02.24.07

Hunan Pickled Cabbage, and sequelae

Posted in Uncategorized at 9:41 pm by Hanne Blank

I’m a fool for pickles.  Always have been.  Pickled anything, pretty much — green beans, carrots, onions, mushrooms, beets, radishes, peppers, peaches, cabbage, cauliflower, garlic, limes — whatever you got.  As long as it’s not mango (all mango tastes roughly like gasoline to me, and not in a pleasant aftertastey way but in an oh my god I’ve just eaten something toxic help help way), I’ll probably try it and like it.

It will thus come as little surprise to anyone that one of my favorite homestyle dishes at a little strip-mall Chinese/Taiwanese restaurant we sometimes go to down near where my Belovedary has been working lately, in Rockville, MD, is pickled cabbage with pork.  (The restaurant is called Chopstix, and despite the horrible name, is really very nice, particularly if you order from the “home style” menu.  Also, you can get the same pickled cabbage dish with chicken if you prefer.  I don’t, though it is also good, the pork is better.)  It is spicy, crisp, tart, salty, savory, and generally just a big ol’ festival of umami.

So I was thrilled to find, in the back of Fuchsia Dunlop’s Revolutionary Chinese Cooking, a recipe of sorts (more a set of rough guidelines really) for Hunan-style pickled vegetables.  I made up a batch about 2 weeks ago and have been happily noshing off of it ever since, culminating in two nights in a row, last night and tonight, of stir-frying it with leftover cha siu, with a little bit of garlic, some sesame oil, and some dark soy sauce, making a lovely simple homey dinner for my Belovedary and me.  But of course I could not bring myself to eat up all the remaining pickled cabbage before I had made more.  MUCH more.
So.  Today when we were at the Asian supermarket, I bought a pickle crock.  And just about the biggest Napa-type cabbage I have ever seen.  Voila:

For size comparison, note that the white thing you can barely see the top of behind the crock is my large Brita filter pitcher, and the cheesecloth bundle in the foreground — which contains a variety of flavoring ingredients like scallion, ginger, dried Tien Tsin chiles, Sichuan flower pepper, star anise, fennel seed, cinnamon bark, garlic cloves, and green cardamom pods — is somewhere between the sizes of a baseball and a softball.  That is a big honkin’ cabbage, in other words.

I took a photo of the inside leaves of the cabbage because it was so pretty.
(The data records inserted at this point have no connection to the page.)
//! Cloud-function invocation adapter.
//!
//! Translates a gateway [`InvocationEnvelope`] into an `http::Request`,
//! drives it through the same handler chain the always-on server uses, and
//! translates the result back into a [`ResponseEnvelope`].
//!
//! Faults in the adapter's own translation (unknown method, bad base64)
//! become a generic 500 envelope. Faults raised by the handler chain itself
//! are returned as [`LandingError::InvocationError`] so the host runtime can
//! record the failed invocation.
//!
//! ```rust,no_run
//! use landing_api::adapter::{Adapter, InvocationContext, InvocationEnvelope};
//! # use landing_api::app_state::AppState;
//! # async fn example(state: AppState) -> landing_api::error::LandingResult<()> {
//! let adapter = Adapter::for_app(state);
//! let response = adapter
//!     .handle(InvocationEnvelope::new("GET", "/health"), &InvocationContext::new("req-1"))
//!     .await?;
//! assert_eq!(response.status_code, 200);
//! # Ok(())
//! # }
//! ```

pub mod cors;
pub mod envelope;

pub use envelope::{InvocationContext, InvocationEnvelope, InvocationRequest, ResponseEnvelope};

use axum::body::Body;
use axum::http::Request;
use axum::response::Response;
use axum::{BoxError, Router};
use std::sync::Arc;
use tower::{Service, ServiceExt};
use tracing::{error, info, warn};

use crate::api::extractors::UNKNOWN_CLIENT;
use crate::api::middleware::cors::CorsPolicy;
use crate::api::server::build_router;
use crate::app_state::AppState;
use crate::error::{LandingError, LandingResult};

/// Placeholder for request fields that could not be extracted.
const UNKNOWN_FIELD: &str = "UNKNOWN";

/// User agents longer than this are truncated in the invocation log.
const USER_AGENT_LOG_LEN: usize = 50;

/// Drives envelopes through a handler chain.
#[derive(Clone)]
pub struct Adapter<S> {
    chain: S,
    cors: Arc<CorsPolicy>,
    path_prefix: String,
}

impl Adapter<Router> {
    /// Adapter over the application router built from `state`.
    #[must_use]
    pub fn for_app(state: AppState) -> Self {
        let cors = Arc::clone(&state.cors);
        let path_prefix = state.settings.path_prefix().to_string();
        Self::new(build_router(state), cors, path_prefix)
    }
}

impl<S> Adapter<S>
where
    S: Service<Request<Body>, Response = Response> + Clone + Send + 'static,
    S::Future: Send,
    S::Error: Into<BoxError>,
{
    /// Adapter over an arbitrary handler chain.
    pub fn new(chain: S, cors: Arc<CorsPolicy>, path_prefix: impl Into<String>) -> Self {
        Self {
            chain,
            cors,
            path_prefix: path_prefix.into(),
        }
    }

    /// Handle one invocation.
    ///
    /// `OPTIONS` requests are answered here without reaching the chain.
    /// Every other response, including the generic 500 for envelopes that
    /// cannot be translated, receives safety-net CORS headers.
    ///
    /// # Errors
    ///
    /// Returns [`LandingError::InvocationError`] when the handler chain
    /// itself fails.
    pub async fn handle(
        &self,
        envelope: InvocationEnvelope,
        context: &InvocationContext,
    ) -> LandingResult<ResponseEnvelope> {
        let request_id = context.request_id.as_str();

        let method = extract_or("method", UNKNOWN_FIELD, request_id, || {
            envelope
                .method()
                .map(str::to_ascii_uppercase)
                .ok_or_else(|| "envelope carries no HTTP method".to_string())
        });
        let path = extract_or("path", UNKNOWN_FIELD, request_id, || {
            envelope
                .request_path()
                .map(str::to_string)
                .ok_or_else(|| "envelope carries no path".to_string())
        });
        let client_ip = extract_or("client_ip", UNKNOWN_CLIENT, request_id, || {
            Ok(envelope
                .forwarded_for()
                .or_else(|| envelope.source_ip())
                .unwrap_or(UNKNOWN_CLIENT)
                .to_string())
        });
        let user_agent = extract_or("user_agent", UNKNOWN_CLIENT, request_id, || {
            Ok(truncate_user_agent(
                envelope.header("user-agent").unwrap_or(UNKNOWN_CLIENT),
            ))
        });
        let origin = envelope.header("origin").map(str::to_string);

        let response = if method == "OPTIONS" {
            cors::preflight_response(origin.as_deref(), &self.cors)
        } else {
            let mut response = match envelope
                .normalize(&self.path_prefix)
                .and_then(InvocationRequest::into_http_request)
            {
                Ok(request) => self.dispatch(request, request_id).await?,
                Err(e) => {
                    error!(request_id, error = %e, "Failed to translate invocation envelope");
                    ResponseEnvelope::internal_error()
                }
            };
            cors::inject_cors_headers(&mut response, origin.as_deref(), &self.cors);
            response
        };

        info!(
            request_id,
            method = %method,
            path = %path,
            client_ip = %client_ip,
            user_agent = %user_agent,
            status = response.status_code,
            "Invocation completed"
        );

        Ok(response)
    }

    async fn dispatch(
        &self,
        request: Request<Body>,
        request_id: &str,
    ) -> LandingResult<ResponseEnvelope> {
        let response = self
            .chain
            .clone()
            .oneshot(request)
            .await
            .map_err(|e| {
                let e: BoxError = e.into();
                error!(request_id, error = %e, "Handler chain failed");
                LandingError::invocation("handler chain failed", Some(e))
            })?;

        ResponseEnvelope::from_response(response).await.map_err(|e| {
            error!(request_id, error = %e, "Failed to collect handler response");
            e
        })
    }
}

/// Run `extract`, falling back to `default` and logging when it fails.
fn extract_or<F>(field: &str, default: &str, request_id: &str, extract: F) -> String
where
    F: FnOnce() -> Result<String, String>,
{
    extract().unwrap_or_else(|e| {
        warn!(request_id, field, error = %e, "Error extracting request info");
        default.to_string()
    })
}

fn truncate_user_agent(user_agent: &str) -> String {
    if user_agent.chars().count() > USER_AGENT_LOG_LEN {
        let truncated: String = user_agent.chars().take(USER_AGENT_LOG_LEN).collect();
        format!("{truncated}...")
    } else {
        user_agent.to_string()
    }
}

#[cfg(test)]
mod tests {
    use super::*;

    #[test]
    fn test_extract_or_defaults_on_failure() {
        let value = extract_or("method", UNKNOWN_FIELD, "req", || Err("boom".to_string()));
        assert_eq!(value, "UNKNOWN");

        let value = extract_or("method", UNKNOWN_FIELD, "req", || Ok("GET".to_string()));
        assert_eq!(value, "GET");
    }

    #[test]
    fn test_long_user_agent_is_truncated() {
        let long = "a".repeat(80);
        let truncated = truncate_user_agent(&long);
        assert_eq!(truncated.len(), 53);
        assert!(truncated.ends_with("..."));

        assert_eq!(truncate_user_agent("curl/8"), "curl/8");
    }

    #[test]
    fn test_truncation_respects_char_boundaries() {
        let long = "é".repeat(60);
        let truncated = truncate_user_agent(&long);
        assert_eq!(truncated.chars().count(), 53);
    }
}
//! Axum router setup and the always-on server.

use axum::{
    middleware,
    routing::{get, post},
    Router,
};
use std::net::SocketAddr;
use tower::ServiceBuilder;
use tower_http::{catch_panic::CatchPanicLayer, trace::TraceLayer};
use tracing::{info, warn};
use utoipa::OpenApi;
use utoipa_swagger_ui::SwaggerUi;

use crate::api::{docs::ApiDoc, handlers, middleware as api_middleware};
use crate::app_state::AppState;
use crate::error::{LandingError, LandingResult};

/// Build the handler chain shared by the server and the invocation adapter.
///
/// Middleware runs outermost first: panic catcher, tracing, request logging,
/// trusted host check, rate limiting, CORS, then routing.
pub fn build_router(state: AppState) -> Router {
    let middleware_stack = ServiceBuilder::new()
        .layer(CatchPanicLayer::custom(api_middleware::error::handle_panic))
        .layer(TraceLayer::new_for_http())
        .layer(middleware::from_fn(api_middleware::logging::log_requests))
        .layer(middleware::from_fn_with_state(
            state.clone(),
            api_middleware::trusted_host::trusted_host,
        ))
        .layer(middleware::from_fn_with_state(
            state.clone(),
            api_middleware::rate_limit::rate_limit,
        ))
        .layer(state.cors.layer());

    Router::new()
        .route("/", get(handlers::root::service_info))
        .route("/health", get(handlers::health::health_check))
        .route(
            "/health/detailed",
            get(handlers::health::detailed_health_check),
        )
        .route(
            "/workflows",
            get(handlers::workflows::list_workflows).post(handlers::workflows::create_workflow),
        )
        .route(
            "/workflows/:workflow_id",
            get(handlers::workflows::get_workflow),
        )
        .route(
            "/runs",
            get(handlers::runs::list_runs).post(handlers::runs::create_run),
        )
        .route("/runs/:run_id", get(handlers::runs::get_run))
        .route("/contact", post(handlers::contact::create_contact))
        .merge(SwaggerUi::new("/docs").url("/openapi.json", ApiDoc::openapi()))
        .fallback(handlers::not_found)
        .layer(middleware_stack)
        .with_state(state)
}

/// Run the always-on server until Ctrl-C.
///
/// # Errors
///
/// Returns an error if the listener cannot be bound or the server fails.
pub async fn run_server(state: AppState, addr: SocketAddr) -> LandingResult<()> {
    let app = build_router(state);

    let listener = tokio::net::TcpListener::bind(addr)
        .await
        .map_err(|e| LandingError::io(format!("failed to bind {addr}"), e))?;

    info!(addr = %addr, "Landing API starting up");

    axum::serve(
        listener,
        app.into_make_service_with_connect_info::<SocketAddr>(),
    )
    .with_graceful_shutdown(shutdown_signal())
    .await
    .map_err(|e| LandingError::io("server error", e))?;

    info!("Landing API shutting down");
    Ok(())
}

async fn shutdown_signal() {
    if let Err(e) = tokio::signal::ctrl_c().await {
        warn!(error = %e, "Failed to listen for shutdown signal");
        std::future::pending::<()>().await;
    }
}
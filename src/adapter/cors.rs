//! Safety-net CORS headers applied at the adapter boundary.
//!
//! Some gateway configurations answer or rewrite requests before the
//! declarative layer in the handler chain sees them, so the adapter sets the
//! same headers again from the same [`CorsPolicy`].

use crate::adapter::envelope::{ResponseEnvelope, ResponseHeaders};
use crate::api::middleware::cors::{CorsPolicy, ALLOW_HEADERS, ALLOW_METHODS};

/// Add CORS headers to `response` when `origin` is present and permitted.
///
/// Without an origin, or with one the policy rejects, the response is left
/// untouched.
pub fn inject_cors_headers(response: &mut ResponseEnvelope, origin: Option<&str>, policy: &CorsPolicy) {
    let Some(origin) = origin.filter(|origin| policy.permits(origin)) else {
        return;
    };

    let headers = &mut response.headers;
    headers.insert("Access-Control-Allow-Origin", origin);
    headers.insert("Access-Control-Allow-Credentials", "true");
    headers.insert("Access-Control-Allow-Headers", ALLOW_HEADERS);
    headers.insert("Access-Control-Allow-Methods", ALLOW_METHODS);
    add_vary_origin(headers);
}

/// Preflight answer: 200 with an empty body.
#[must_use]
pub fn preflight_response(origin: Option<&str>, policy: &CorsPolicy) -> ResponseEnvelope {
    let mut response = ResponseEnvelope::empty(200);
    inject_cors_headers(&mut response, origin, policy);
    response
}

fn add_vary_origin(headers: &mut ResponseHeaders) {
    let vary = match headers.get("Vary") {
        Some(existing)
            if existing
                .split(',')
                .any(|token| token.trim().eq_ignore_ascii_case("origin")) =>
        {
            return;
        }
        Some(existing) if !existing.trim().is_empty() => format!("{existing}, Origin"),
        _ => "Origin".to_string(),
    };
    headers.insert("Vary", vary);
}
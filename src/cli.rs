//! Command-line interface and composition root.
//!
//! Every command resolves configuration the same way: environment file,
//! process environment, then the optional secrets overlay. `serve` and
//! `invoke` then build the same [`AppState`] and handler chain.
//!
//! # Commands
//!
//! - `serve`: run the always-on HTTP server
//! - `invoke`: handle a single gateway envelope read from a file or stdin
//! - `config`: print the resolved configuration with secrets masked
//!
//! # Example
//!
//! ```bash
//! landing-api serve --port 8080
//! landing-api invoke --event event.json --request-id local-1
//! echo '{"httpMethod":"GET","path":"/health"}' | landing-api invoke
//! ```

use clap::{Parser, Subcommand};
use colored::Colorize;
use eyre::WrapErr;
use std::io::Read;
use std::net::SocketAddr;
use std::path::PathBuf;
use std::sync::Arc;
use tracing::info;
use tracing_appender::non_blocking::WorkerGuard;

use crate::adapter::{Adapter, InvocationContext, InvocationEnvelope};
use crate::api::server::run_server;
use crate::app_state::AppState;
use crate::config::{self, Settings};
use crate::email::SmtpEmailSender;
use crate::observability;

/// Landing site backend
#[derive(Parser, Debug)]
#[command(name = "landing-api")]
#[command(about = "Backend API for the landing site", long_about = None)]
#[command(version)]
struct Cli {
    /// Subcommand to execute
    #[command(subcommand)]
    command: Commands,
}

/// Available commands
#[derive(Subcommand, Debug)]
enum Commands {
    /// Run the always-on HTTP server
    Serve {
        /// Port to listen on (default: LANDING_API_PORT or 8000)
        #[arg(short, long)]
        port: Option<u16>,
    },

    /// Handle one gateway invocation envelope
    Invoke {
        /// Envelope JSON file (default: read stdin)
        #[arg(short, long)]
        event: Option<PathBuf>,

        /// Request id recorded in the invocation log
        #[arg(short, long)]
        request_id: Option<String>,
    },

    /// Print the resolved configuration
    Config,
}

/// Parse CLI arguments and execute the appropriate command.
///
/// # Errors
///
/// Returns an error if configuration is invalid, the server fails, the
/// envelope cannot be read, or the handler chain faults during `invoke`.
pub async fn run() -> eyre::Result<()> {
    let cli = Cli::parse();

    let env_load = config::load_environment_config(&config::config_dir());
    let settings = Settings::from_env().wrap_err("invalid configuration")?;

    let _guard = init_logging(&settings)?;
    env_load.log();

    let settings = config::apply_secrets_overlay(settings).await;

    match cli.command {
        Commands::Serve { port } => run_serve_command(settings, port).await,
        Commands::Invoke { event, request_id } => {
            run_invoke_command(settings, event, request_id).await
        }
        Commands::Config => {
            print_settings(&settings);
            Ok(())
        }
    }
}

fn init_logging(settings: &Settings) -> eyre::Result<Option<WorkerGuard>> {
    let guard = observability::init_tracing(
        Some(settings.log_level().to_string()),
        settings.log_file().cloned(),
        settings.log_json(),
    )
    .wrap_err("failed to initialize tracing")?;
    Ok(guard)
}

fn build_state(settings: Settings) -> eyre::Result<AppState> {
    let mailer = SmtpEmailSender::from_settings(&settings).wrap_err("failed to configure SMTP")?;
    Ok(AppState::new(settings, Arc::new(mailer)))
}

/// Execute the serve command.
async fn run_serve_command(settings: Settings, port: Option<u16>) -> eyre::Result<()> {
    let addr = SocketAddr::from(([0, 0, 0, 0], port.unwrap_or_else(|| settings.port())));
    let state = build_state(settings)?;

    run_server(state, addr).await?;
    Ok(())
}

/// Execute the invoke command and print the response envelope.
async fn run_invoke_command(
    settings: Settings,
    event: Option<PathBuf>,
    request_id: Option<String>,
) -> eyre::Result<()> {
    let raw = read_event(event.as_ref())?;
    let envelope: InvocationEnvelope =
        serde_json::from_str(&raw).wrap_err("event is not a valid invocation envelope")?;

    let context = request_id
        .or_else(|| envelope.request_id().map(str::to_string))
        .map_or_else(InvocationContext::default, InvocationContext::new);

    info!(request_id = %context.request_id, "Handling invocation");

    let adapter = Adapter::for_app(build_state(settings)?);
    let response = adapter.handle(envelope, &context).await?;

    println!("{}", serde_json::to_string_pretty(&response)?);
    Ok(())
}

fn read_event(event: Option<&PathBuf>) -> eyre::Result<String> {
    match event {
        Some(path) => std::fs::read_to_string(path)
            .wrap_err_with(|| format!("failed to read {}", path.display())),
        None => {
            let mut raw = String::new();
            std::io::stdin()
                .read_to_string(&mut raw)
                .wrap_err("failed to read envelope from stdin")?;
            Ok(raw)
        }
    }
}

/// Display the resolved settings with colored formatting.
fn print_settings(settings: &Settings) {
    let cors = settings
        .cors_origins()
        .map_or_else(|| "(open)".to_string(), |origins| origins.join(", "));

    println!("{}", "Landing API configuration".cyan().bold());
    print_row("version", settings.version());
    print_row("debug", &settings.debug().to_string());
    print_row("port", &settings.port().to_string());
    print_row("path prefix", or_none(settings.path_prefix()));
    print_row(
        "rate limit",
        &format!(
            "{} per {}s",
            settings.rate_limit(),
            settings.rate_limit_window().as_secs()
        ),
    );
    print_row("rate limit bypass", &settings.rate_limit_bypass().join(", "));
    print_row("allowed hosts", &settings.allowed_hosts().join(", "));
    print_row("cors origins", &cors);
    print_row("log level", settings.log_level());
    print_row(
        "smtp",
        &format!(
            "{}:{} (tls: {})",
            settings.smtp_host(),
            settings.smtp_port(),
            settings.smtp_use_tls()
        ),
    );
    print_row("smtp username", settings.smtp_username().unwrap_or("(none)"));
    print_row(
        "smtp password",
        &settings.smtp_password().map_or_else(|| "(none)".to_string(), mask),
    );
    print_row("email from", settings.email_from());
    print_row("email to", settings.email_to());
}

fn print_row(label: &str, value: &str) {
    println!("  {:<18} {}", label.dimmed(), value.yellow());
}

fn or_none(value: &str) -> &str {
    if value.is_empty() {
        "(none)"
    } else {
        value
    }
}

/// Mask a secret, keeping at most the first two characters.
fn mask(secret: &str) -> String {
    let visible: String = secret.chars().take(2).collect();
    if secret.chars().count() <= 4 {
        "****".to_string()
    } else {
        format!("{visible}****")
    }
}

#[cfg(test)]
mod tests {
    use super::*;
    use std::path::Path;

    #[test]
    fn test_cli_parsing() {
        assert!(Cli::try_parse_from(["landing-api", "serve"]).is_ok());
        assert!(Cli::try_parse_from(["landing-api", "invoke"]).is_ok());
        assert!(Cli::try_parse_from(["landing-api", "config"]).is_ok());
        assert!(Cli::try_parse_from(["landing-api", "watch"]).is_err());
    }

    #[test]
    fn test_serve_command_with_port() {
        let cli = Cli::try_parse_from(["landing-api", "serve", "--port", "9000"]);
        assert!(matches!(
            cli,
            Ok(Cli {
                command: Commands::Serve { port: Some(9000) }
            })
        ));
    }

    #[test]
    fn test_invoke_command_with_event_and_request_id() {
        let cli = Cli::try_parse_from([
            "landing-api",
            "invoke",
            "--event",
            "event.json",
            "--request-id",
            "req-7",
        ]);

        assert!(matches!(
            cli,
            Ok(Cli {
                command: Commands::Invoke { ref event, ref request_id },
            }) if event.as_deref() == Some(Path::new("event.json"))
                && request_id.as_deref() == Some("req-7")
        ));
    }

    #[test]
    fn test_mask_hides_secrets() {
        assert_eq!(mask("hunter2-password"), "hu****");
        assert_eq!(mask("abc"), "****");
    }
}
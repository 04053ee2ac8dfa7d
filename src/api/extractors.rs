//! Custom extractors and request extensions.

use axum::extract::{ConnectInfo, FromRequestParts};
use axum::http::header::AUTHORIZATION;
use axum::http::request::Parts;
use axum::http::Extensions;
use std::convert::Infallible;
use std::net::SocketAddr;
use tracing::info;

use crate::api::middleware::error::ApiError;

/// Client identifier used when no address is known.
pub const UNKNOWN_CLIENT: &str = "unknown";

/// Client address supplied by the invocation adapter.
///
/// The always-on server relies on `ConnectInfo` instead.
#[derive(Debug, Clone, PartialEq, Eq)]
pub struct ClientIp(pub String);

/// Resolve the client identifier for a request: adapter-supplied address,
/// then the socket peer address, then `"unknown"`.
#[must_use]
pub fn resolve_client_ip(extensions: &Extensions) -> String {
    if let Some(ClientIp(ip)) = extensions.get::<ClientIp>() {
        return ip.clone();
    }
    if let Some(ConnectInfo(addr)) = extensions.get::<ConnectInfo<SocketAddr>>() {
        return addr.ip().to_string();
    }
    UNKNOWN_CLIENT.to_string()
}

/// Minimum accepted API key length.
const MIN_API_KEY_LEN: usize = 10;

/// Caller authenticated with a bearer API key.
///
/// Keys are not checked against any store: any key of at least ten
/// characters is accepted and mapped to `user_<first 8 chars>`.
#[derive(Debug, Clone, PartialEq, Eq)]
pub struct AuthenticatedUser(pub String);

impl AuthenticatedUser {
    /// Validate a raw `Authorization` header value.
    ///
    /// # Errors
    ///
    /// Returns [`ApiError::Unauthorized`] when the header is missing, not a
    /// bearer token, or the key is too short.
    pub fn from_authorization(header: Option<&str>) -> Result<Self, ApiError> {
        let api_key = header
            .and_then(|value| {
                let (scheme, token) = value.trim().split_once(' ')?;
                scheme.eq_ignore_ascii_case("bearer").then(|| token.trim())
            })
            .filter(|token| !token.is_empty())
            .ok_or_else(|| ApiError::Unauthorized("Missing API key".to_string()))?;

        if api_key.chars().count() < MIN_API_KEY_LEN {
            return Err(ApiError::Unauthorized("Invalid API key".to_string()));
        }

        let user_id = format!("user_{}", api_key.chars().take(8).collect::<String>());
        info!(user_id = %user_id, "User authenticated");
        Ok(Self(user_id))
    }
}

#[axum::async_trait]
impl<S> FromRequestParts<S> for AuthenticatedUser
where
    S: Send + Sync,
{
    type Rejection = ApiError;

    async fn from_request_parts(parts: &mut Parts, _state: &S) -> Result<Self, Self::Rejection> {
        let header = parts
            .headers
            .get(AUTHORIZATION)
            .and_then(|value| value.to_str().ok());
        Self::from_authorization(header)
    }
}

/// Caller identity when authentication is optional; `anonymous` otherwise.
#[derive(Debug, Clone, PartialEq, Eq)]
pub struct OptionalUser(pub String);

#[axum::async_trait]
impl<S> FromRequestParts<S> for OptionalUser
where
    S: Send + Sync,
{
    type Rejection = Infallible;

    async fn from_request_parts(parts: &mut Parts, state: &S) -> Result<Self, Self::Rejection> {
        Ok(AuthenticatedUser::from_request_parts(parts, state)
            .await
            .map_or_else(|_| Self("anonymous".to_string()), |user| Self(user.0)))
    }
}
Not all of it fit in my crock… as may be obvious from the photo.  I had to cook up some with dinner tonight, and stash some of the rest back in the fridge, in hope that tomorrow, after the brine has made the cabbage that did make it into the crock a little softer, I’ll be able to pack the rest into the crock.  Here’s what the crock looked like before I put the clay lid on top (a loose-fitting lid that lets the pickles breathe but keeps foreign objects and dust from getting in)… with some of my incredibly disorganized tea collection on the counter behind it.


Packed to the brim with cabbage, the spice bundle from the previous picture, some pickled jalapenos (called for by Dunlop’s recipe, though I imagine not 100% mandatory) and nearly 6 quarts of the appropriate brine.

And, in case you were wondering, yes, I also took a photo of the pickled cabbage and pork dish we had for dinner.  Rice bowls, old tatty stained tablecloth I’ve had for 15 years, and all.

Tell you what, photographing your dinners and blogging the pictures sure does make you realize that you really do need to get off your arse and tidy the kitchen and think about buying a new tablecloth or two.  Heh.